What is the remainder when the positive integer x is divided

[gphil]

Could please somebody explain how to approach the problem.
I saw some partial explanation of this problem in the previous posts, but, unfortunatelly, it wasn't too helpful for me. Thanks!!!

What is the remainder when the positive integer x is divided by 6.
1) When x is divided by 2, the remainder is 1; and when x is divided by 3, the remainder is 0.
2) when x is divided by 12, the remainder is 3.

The correct answer is D) Each statement alone is sufficient.

[nov1907]

(1) x divided by 2 leaves a remainder of 1. So x is odd and not divisible by 6 so remainder cannot be 0. x is a multiple of 3 and odd. Quick check shows 9 divided by 6 leaves a remainder of 3. 15 divided by 6 leaves a remainder of 3. Every odd multiple of 3 is 6 + the previous odd multiple. So any odd multiple of 3 will always leave the remainder 3. SO SUFFICIENT.

(2) x when divided by 12 leaves a remainder 3. so x-3 is divisible by 12. Means (x-3) is also divisible by 6. So x should leave the same remainder 3 when divided by 6. Mathematically:

x = 12a+3 = 6*(2a)+3= 6*b+3. So remainder when x is divided by 6 will always be 3. SO SUFFICIENT.

Answer is D.

[RonPurewal]

Yeah, that works.

This is also one of those problems where 'decoding' the statements by translating them into numbers works wonders: just sort through numbers by trial and error, and find the list of numbers that works for each statement.

(1) The numbers that work for this statement are 3, 9, 15, 21, etc. adding 6 each time.
(2) The numbers that work for this statement are 3, 15, 27, 39, etc. adding 12 each time.

If you make these lists, you'll find that either statement is sufficient on its own, so, D.

Incidentally, you should at least be able to translate '1 is the remainder upon dividing X by 2' into 'X is odd', IMMEDIATELY.

[Guest]

I had a question on this problem. I have no problem with calculating remainders, but what about when X = 3 in the first statement?
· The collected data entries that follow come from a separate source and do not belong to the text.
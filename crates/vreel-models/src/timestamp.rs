//! Timestamp formatting helpers for in-source offsets.

/// Round an offset to whole milliseconds.
///
/// Segment boundaries are derived from sums of sampling intervals; rounding
/// keeps them stable across runs and readable in checkpoint files.
pub fn round_millis(secs: f64) -> f64 {
    (secs * 1000.0).round() / 1000.0
}

/// Format seconds into HH:MM:SS or HH:MM:SS.mmm string.
pub fn format_seconds(total_secs: f64) -> String {
    let total_secs = total_secs.max(0.0);
    let hours = (total_secs / 3600.0).floor() as u32;
    let mins = ((total_secs % 3600.0) / 60.0).floor() as u32;
    let secs = total_secs % 60.0;

    if (secs - secs.floor()).abs() > 0.0001 {
        format!("{:02}:{:02}:{:06.3}", hours, mins, secs)
    } else {
        format!("{:02}:{:02}:{:02}", hours, mins, secs.floor() as u32)
    }
}

/// Format a `[start, end)` span for log output.
pub fn format_span(start: f64, end: f64) -> String {
    format!("{}-{}", format_seconds(start), format_seconds(end))
}

#[cfg(test)]
mod tests {
    use super::*;

    #[test]
    fn test_format_seconds() {
        assert_eq!(format_seconds(0.0), "00:00:00");
        assert_eq!(format_seconds(90.0), "00:01:30");
        assert_eq!(format_seconds(3661.0), "01:01:01");
        assert_eq!(format_seconds(30.5), "00:00:30.500");
    }

    #[test]
    fn test_format_span() {
        assert_eq!(format_span(10.0, 20.0), "00:00:10-00:00:20");
    }

    #[test]
    fn test_round_millis() {
        assert_eq!(round_millis(0.1 + 0.2), 0.3);
        assert_eq!(round_millis(14.99999999), 15.0);
    }
}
I was under the impression that a remainder only exists when the numerator is greater than the denominator? (i.e. 3/6 does not give us a remainder). Because of that impression I chose B, and outside of "3", I had no issue with how to calculate the first statement.

[RonPurewal]

I had a question on this problem. I have no problem with calculating remainders, but what about when X = 3 in the first statement?

I was under the impression that a remainder only exists when the numerator is greater than the denominator? (i.e. 3/6 does not give us a remainder). Because of that impression I chose B, and outside of "3", I had no issue with how to calculate the first statement.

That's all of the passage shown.